What sample rate and channel layout should I keep?

Leave both at "Original" unless you have a specific reason to change them. Resampling — for example forcing a 22.05 kHz Nellymoser source to 48000 Hz — does not add audio information; it only enlarges the file. The same goes for forcing a mono Nellymoser source to stereo: you get a duplicated mono track in two channels, not real stereo. Downmix to mono only when the source is genuinely identical on both channels and storage matters.

Can I extract just one song or segment from a long FLV?

Yes. Use the Trim controls to enter a start time and duration. Both fields accept either plain seconds (125.5) or HH:MM:SS.sss (00:02:05.500). Only the selected segment is decoded and written to FLAC, so the output is exactly the length you asked for. For more advanced cuts on the FLAC after conversion, see Trim FLAC.

Why is my FLAC file so much bigger than the FLV it came from?

The FLV's MP3 or AAC track is lossy and typically sits around 128–192 kbps. A lossless FLAC of the decoded audio at 44.1 kHz / 16-bit stereo runs roughly 800–1,000 kbps — five to eight times larger. That's the cost of preserving the decoded waveform exactly. If size matters more than re-edit safety, FLV to MP3 is the smaller option.

Is Flash still required to play FLV files?

No. Adobe ended Flash Player support on December 31, 2020, and started actively blocking Flash content in January 2021. FLVs still play in VLC, ffmpeg, and most modern media tooling because the container and its codecs are decoded in software — Flash Player itself is no longer in the chain. Converting to FLAC removes the FLV dependency entirely.

Does the compression level slider affect audio quality?

No. FLAC compression levels 1–12 are all lossless. Decoding any of them yields the identical PCM waveform. The slider controls how hard the encoder works to predict and pack the data — higher levels run slower and write a slightly smaller file. Level 5 (the encoder default) is fine for nearly every use case. If you're encoding a large batch and want to save a few percent on disk, level 8 is the practical ceiling.

Will the converter handle Nellymoser or Speex audio from old screen recordings?

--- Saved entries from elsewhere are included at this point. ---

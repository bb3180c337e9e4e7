//! WebSocket session loop
//!
//! One task per accepted connection runs the read loop; a second task drains
//! the connection's outbound queue into the socket sink, which serializes all
//! sends to that peer. The session registers itself on accept and removes
//! itself on any disconnect path.

pub mod handlers;

use axum::{
    extract::{
        ws::{Message, WebSocket, WebSocketUpgrade},
        State,
    },
    response::IntoResponse,
};
use futures::{sink::SinkExt, stream::StreamExt};
use std::sync::Arc;
use tokio::sync::mpsc;
use ulid::Ulid;

use crate::registry::ConnectionHandle;
use crate::state::AppState;

/// WebSocket upgrade handler
pub async fn ws_handler(
    ws: WebSocketUpgrade,
    State(state): State<Arc<AppState>>,
) -> impl IntoResponse {
    ws.on_upgrade(move |socket| handle_socket(socket, state))
}

/// Run one client session from accept to disconnect.
async fn handle_socket(socket: WebSocket, state: Arc<AppState>) {
    let (mut ws_tx, mut ws_rx) = socket.split();

    let id = Ulid::new().to_string();
    let (outbound_tx, mut outbound_rx) = mpsc::unbounded_channel::<String>();

    if let Err(e) = state
        .registry
        .add(ConnectionHandle::new(id.clone(), outbound_tx))
        .await
    {
        // Ids are fresh ULIDs, so this should not happen; reject this session
        // without touching anyone else's.
        tracing::error!(connection = %id, "registration failed: {e}");
        return;
    }
    let clients = state.registry.len().await;
    tracing::info!(connection = %id, clients, "client connected");

    // Writer task: sole owner of the sink, drains the outbound queue in order
    let mut writer = tokio::spawn(async move {
        while let Some(text) = outbound_rx.recv().await {
            if ws_tx.send(Message::Text(text.into())).await.is_err() {
                break;
            }
        }
    });

    loop {
        tokio::select! {
            msg = ws_rx.next() => {
                match msg {
                    Some(Ok(Message::Text(text))) => {
                        if let Some(reply) = handlers::handle_inbound(&state, &id, &text).await {
                            state.hub.send_to(&id, reply).await;
                        }
                    }
                    Some(Ok(Message::Close(_))) | None => break,
                    Some(Ok(_)) => {}
                    Some(Err(e)) => {
                        tracing::debug!(connection = %id, "websocket read error: {e}");
                        break;
                    }
                }
            }
            // Writer exiting means the peer stopped accepting frames
            _ = &mut writer => break,
        }
    }

    // Idempotent with hub-side pruning after a failed send
    state.registry.remove(&id).await;
    writer.abort();
    let clients = state.registry.len().await;
    tracing::info!(connection = %id, clients, "client disconnected");
}
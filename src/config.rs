//! Runtime configuration loaded from environment variables

use std::time::Duration;

#[derive(Debug, Clone)]
pub struct RelayConfig {
    /// TCP port to listen on
    pub port: u16,
    /// Prefix marking an inbound message as a device command
    pub command_prefix: String,
    /// How often the background emitter broadcasts a sensor reading
    pub sensor_interval: Duration,
}

impl Default for RelayConfig {
    fn default() -> Self {
        Self {
            port: 8000,
            command_prefix: "/device".to_string(),
            sensor_interval: Duration::from_secs(10),
        }
    }
}

impl RelayConfig {
    /// Load config from environment variables, falling back to defaults.
    /// CHAT_PORT, CHAT_COMMAND_PREFIX, CHAT_SENSOR_INTERVAL_SECS
    pub fn from_env() -> Self {
        let defaults = Self::default();

        let port = std::env::var("CHAT_PORT")
            .ok()
            .and_then(|v| v.parse().ok())
            .unwrap_or(defaults.port);

        let command_prefix = std::env::var("CHAT_COMMAND_PREFIX")
            .ok()
            .map(|s| s.trim().to_string())
            .filter(|s| !s.is_empty())
            .unwrap_or(defaults.command_prefix);

        let sensor_interval = std::env::var("CHAT_SENSOR_INTERVAL_SECS")
            .ok()
            .and_then(|v| v.parse().ok())
            .map(Duration::from_secs)
            .unwrap_or(defaults.sensor_interval);

        Self {
            port,
            command_prefix,
            sensor_interval,
        }
    }
}
//! Broadcast hub
//!
//! Fan-out delivery over the connection registry. Every delivery starts from
//! a registry snapshot, so concurrent connects and disconnects never corrupt
//! an in-flight broadcast; connections added after the snapshot simply miss
//! that particular message. A failed send means the peer is gone — the hub
//! prunes it from the registry and moves on without surfacing the failure.

use crate::registry::{ConnectionId, Registry};

#[derive(Debug, Clone)]
pub struct Hub {
    registry: Registry,
}

impl Hub {
    pub fn new(registry: Registry) -> Self {
        Self { registry }
    }

    /// Deliver `text` to every live connection except `excluded`.
    ///
    /// Returns the number of successful deliveries. Dead peers encountered
    /// along the way are removed from the registry.
    pub async fn broadcast(&self, text: &str, excluded: Option<&ConnectionId>) -> usize {
        let snapshot = self.registry.snapshot().await;
        let mut delivered = 0;

        for connection in &snapshot {
            if excluded.is_some_and(|id| *id == connection.id) {
                continue;
            }
            match connection.send(text.to_string()) {
                Ok(()) => delivered += 1,
                Err(e) => {
                    tracing::debug!(connection = %connection.id, "pruning dead peer: {e}");
                    self.registry.remove(&connection.id).await;
                }
            }
        }

        delivered
    }

    /// Deliver `text` to a single connection. Same pruning rule as broadcast;
    /// a missing or dead peer is not an error for the caller.
    pub async fn send_to(&self, id: &ConnectionId, text: String) {
        let snapshot = self.registry.snapshot().await;
        let Some(connection) = snapshot.iter().find(|c| c.id == *id) else {
            return;
        };
        if let Err(e) = connection.send(text) {
            tracing::debug!(connection = %id, "pruning dead peer: {e}");
            self.registry.remove(id).await;
        }
    }
}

Yes. Both legacy Flash voice codecs decode normally and re-encode to FLAC. Note that Nellymoser-8 is mono at 8 kHz and Speex is voice-optimized at 8/16/32 kHz, so the resulting FLAC will preserve the source's narrow bandwidth — it won't sound like studio audio, because the original wasn't.

Can I batch-convert a folder of old FLVs at once?

Yes. Drop multiple FLVs in the upload area; each one is converted to its own FLAC with the same settings. For huge libraries you may want to also run Compress FLAC afterwards if storage is tight, though that re-encodes the FLAC at a higher compression level rather than reducing audio fidelity.